Idée originale : donnons-les à ceux qui travaillent à faire vivre le système ! Lorsque vous validez un bloc de transactions, pour vous remercier de cet effort, on vous attribue 50 bitcoins. Tous ceux qui travaillaient sur la même validation arrêtent alors leur calcul, et, bien entendu, ne reçoivent rien.
C'est ce qu'on appelle "miner du bitcoin", image finalement assez mauvaise pour dire "valider les transactions en bitcoin de tierces personnes". Ce système s'arrêtera bien entendu une fois que les 21 millions de bitcoin auront été distribués. Il faudra alors, pour inciter les mineurs à continuer de valider des transactions, leur payer des frais de virement. Nous en somme aujourd'hui à environ 14 millions de bitcoins distribués et on estime qu'ils seront quasiment tous distribués vers 2030.

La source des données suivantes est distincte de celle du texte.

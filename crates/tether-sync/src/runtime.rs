//! Per-side runtime
//!
//! One `Runtime` per side of the channel. It owns the class registry
//! handle, the weak instance registry, the id counter, the serializer and
//! the channel, and dispatches inbound command/message text. Mirrors
//! constructed on request of the other side are owned strongly here (they
//! have no other local owner); host-created instances are owned by the
//! caller and held weakly.
//!
//! Failure policy: messages for collected instances are dropped silently,
//! unknown signals and classes are logged and dropped, decode failures
//! surface to the caller. Nothing here may take down the channel.

use std::collections::HashMap;
use std::sync::Arc;

use parking_lot::Mutex;
use tether_core::{InstanceCounter, InstanceId, TetherResult, Value};
use tether_wire::{pair_ref_id, Command, PushMessage, Serializer, PAIR_REF_TAG};

use crate::{Channel, ClassRegistry, InstanceRegistry, Pair, Side};

/// Dispatch counters, cheap bookkeeping in the teacher's runtime style
#[derive(Clone, Debug, Default)]
pub struct RuntimeStats {
    pub commands_in: u64,
    pub messages_in: u64,
    pub constructs: u64,
    pub applies: u64,
    pub link_toggles: u64,
    pub calls: u64,
    pub destroys: u64,
    pub dropped_unknown_instance: u64,
}

type CallHandler = Box<dyn Fn(&Arc<Pair>, &str) + Send + Sync>;

/// One side of the synchronization layer
pub struct Runtime {
    side: Side,
    classes: Arc<ClassRegistry>,
    instances: Arc<InstanceRegistry>,
    counter: InstanceCounter,
    channel: Arc<dyn Channel>,
    serializer: Arc<Serializer>,
    /// Strong ownership of mirrors constructed on behalf of the other side.
    owned: Mutex<HashMap<InstanceId, Arc<Pair>>>,
    call_handler: Mutex<Option<CallHandler>>,
    stats: Mutex<RuntimeStats>,
}

impl Runtime {
    pub fn new(side: Side, classes: Arc<ClassRegistry>, channel: Arc<dyn Channel>) -> Self {
        let instances = Arc::new(InstanceRegistry::new());

        let mut serializer = Serializer::new();
        let registry = Arc::clone(&instances);
        serializer.add_reviver(PAIR_REF_TAG, move |fields| {
            // A live instance revives to a reference; a collected one
            // becomes a null tombstone.
            let id = pair_ref_id(fields)?;
            registry.lookup(&id).map(|live| Value::PairRef(live.id().clone()))
        });

        Runtime {
            side,
            classes,
            instances,
            counter: InstanceCounter::new(),
            channel,
            serializer: Arc::new(serializer),
            owned: Mutex::new(HashMap::new()),
            call_handler: Mutex::new(None),
            stats: Mutex::new(RuntimeStats::default()),
        }
    }

    #[inline]
    pub fn side(&self) -> Side {
        self.side
    }

    pub fn classes(&self) -> &Arc<ClassRegistry> {
        &self.classes
    }

    pub fn instances(&self) -> &Arc<InstanceRegistry> {
        &self.instances
    }

    pub fn serializer(&self) -> &Arc<Serializer> {
        &self.serializer
    }

    pub fn stats(&self) -> RuntimeStats {
        self.stats.lock().clone()
    }

    /// Install a handler for inbound arbitrary method calls.
    pub fn set_call_handler(&self, handler: impl Fn(&Arc<Pair>, &str) + Send + Sync + 'static) {
        *self.call_handler.lock() = Some(Box::new(handler));
    }

    /// Create a new pair instance of a registered class and announce it to
    /// the other side.
    pub fn create(&self, class_name: &str) -> TetherResult<Arc<Pair>> {
        self.create_with(class_name, |_| {})
    }

    /// Like [`create`](Self::create), with a pre-signal-init hook: it runs
    /// after the construct command is sent but before signal cells are
    /// initialized, so subscriptions made in the hook observe the initial
    /// values when initialization fires.
    pub fn create_with(
        &self,
        class_name: &str,
        hook: impl FnOnce(&Arc<Pair>),
    ) -> TetherResult<Arc<Pair>> {
        let class = self
            .classes
            .get(class_name)
            .ok_or_else(|| tether_core::TetherError::UnknownClass(class_name.to_owned()))?;

        let id = InstanceId::new(class_name, self.counter.next());
        let pair = Pair::new(
            id.clone(),
            class,
            self.side,
            Arc::clone(&self.channel),
            Arc::clone(&self.serializer),
        );
        self.instances.register(&pair);
        pair.mark_constructing();

        let construct = Command::Construct {
            id: id.clone(),
            class: class_name.to_owned(),
        };
        self.channel.execute_remote(&id, &construct.render());

        hook(&pair);
        pair.init_signals();
        Ok(pair)
    }

    /// Send an arbitrary method call to the remote half of an instance.
    pub fn call(&self, pair: &Pair, expression: &str) {
        let command = Command::Call {
            id: pair.id().clone(),
            expression: expression.to_owned(),
        };
        self.channel.execute_remote(pair.id(), &command.render());
    }

    /// Explicit teardown: notify the other side, then drop local
    /// bookkeeping. Plain drops skip the notification and leave a
    /// harmless orphan on the other side.
    pub fn destroy(&self, pair: &Arc<Pair>) {
        let command = Command::Destroy {
            id: pair.id().clone(),
        };
        self.channel.execute_remote(pair.id(), &command.render());
        self.instances.remove(pair.id());
        self.owned.lock().remove(pair.id());
    }

    /// Execute inbound command text from the other side.
    ///
    /// Parse and decode failures surface to the caller; everything else
    /// degrades with a log and leaves the instance in its last valid
    /// state.
    pub fn execute(&self, text: &str) -> TetherResult<()> {
        let command = Command::parse(text)?;
        self.stats.lock().commands_in += 1;

        match command {
            Command::Construct { id, class } => {
                self.stats.lock().constructs += 1;
                let Some(class) = self.classes.get(&class) else {
                    tracing::warn!(%id, "construct for unknown class dropped");
                    return Ok(());
                };
                if self.instances.lookup(&id).is_some() {
                    tracing::warn!(%id, "construct for an existing id, replacing");
                }
                let pair = Pair::new(
                    id.clone(),
                    class,
                    self.side,
                    Arc::clone(&self.channel),
                    Arc::clone(&self.serializer),
                );
                self.instances.register(&pair);
                pair.mark_constructing();
                pair.init_signals();
                self.owned.lock().insert(id, pair);
                Ok(())
            }
            Command::ApplyValue {
                id,
                signal,
                encoded,
            } => {
                self.stats.lock().applies += 1;
                let Some(pair) = self.lookup_or_drop(&id) else {
                    return Ok(());
                };
                let value = self.serializer.decode(&encoded)?;
                pair.apply_inbound(&signal, value);
                Ok(())
            }
            Command::LinkToggle { id, signal, link } => {
                self.stats.lock().link_toggles += 1;
                if let Some(pair) = self.lookup_or_drop(&id) {
                    pair.link_toggle(&signal, link);
                }
                Ok(())
            }
            Command::Call { id, expression } => {
                self.stats.lock().calls += 1;
                if let Some(pair) = self.lookup_or_drop(&id) {
                    match &*self.call_handler.lock() {
                        Some(handler) => handler(&pair, &expression),
                        None => {
                            tracing::debug!(%id, expression, "unhandled call dropped")
                        }
                    }
                }
                Ok(())
            }
            Command::Destroy { id } => {
                self.stats.lock().destroys += 1;
                // Absent id is a no-op: the two sides tear down
                // independently.
                self.owned.lock().remove(&id);
                self.instances.remove(&id);
                Ok(())
            }
        }
    }

    /// Handle inbound push-message text (`SIGNAL <id> <signal> <value>`).
    pub fn handle_message(&self, text: &str) -> TetherResult<()> {
        let message = PushMessage::parse(text)?;
        self.stats.lock().messages_in += 1;

        let Some(pair) = self.lookup_or_drop(&message.id) else {
            return Ok(());
        };
        let value = self.serializer.decode(&message.encoded)?;
        pair.apply_inbound(&message.signal, value);
        Ok(())
    }

    fn lookup_or_drop(&self, id: &InstanceId) -> Option<Arc<Pair>> {
        match self.instances.lookup(id) {
            Some(pair) => Some(pair),
            None => {
                // Expected under independent lifecycles: the target was
                // collected on this side.
                self.stats.lock().dropped_unknown_instance += 1;
                tracing::debug!(%id, "message for unknown instance dropped");
                None
            }
        }
    }
}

Le délai d'une dizaine de minutes pour valider une transaction est là pour rester.
Le protocole tient compte de l'avancée de la technologie et rend les validation plus complexes au fur et à mesure. C'est dans l'ADN système, ne pas espérer que la loi de Moore va raccourcir ce délai.
Evolution de la difficulté de la validation avec le temps |
On peut mettre bien sûr imaginer des intermédiaires locaux qui accélèrent les transactions en acceptant de porter le risque afférent pendant les 10 minutes d'attente. Ces intermédiaires étant, de fait, des tiers de confiance, on retrouve ce que justement bitcoin est conçu pour éviter. Pour éviter les 10 minutes, vous vous en êtes remis à une solution centralisée, adossée à bitcoin, certes, mais bien centralisée.
Le point de vue énergétique
Pour chaque transaction candidate, plusieurs machines sont en concurrence pour la valider, mais une seul sort gagnante. Il en ressort un gaspillage de puissance de calcul, et donc d'énergie, qui croit à mesure que l'écosystème grandit. Ce coût énergétique est le prix à payer pour pouvoir effectuer des transactions entre personnes qui :
- ne se font pas confiance l'une envers l'autre, ET
- n'ont pas toutes deux confiance dans une entité commune qui puisse garantir la transaction (comme un gouvernement ou une multinationale), ET
- n'ont pas le temps ou les moyens d'apprendre à se connaître et se faire confiance petit à petit (avec un premier échange peu risqué, puis en allant crescendo).
Si les trois conditions sont remplies, alors bitcoin est bien pratique, et le prix énergétique de la transaction peut se justifier.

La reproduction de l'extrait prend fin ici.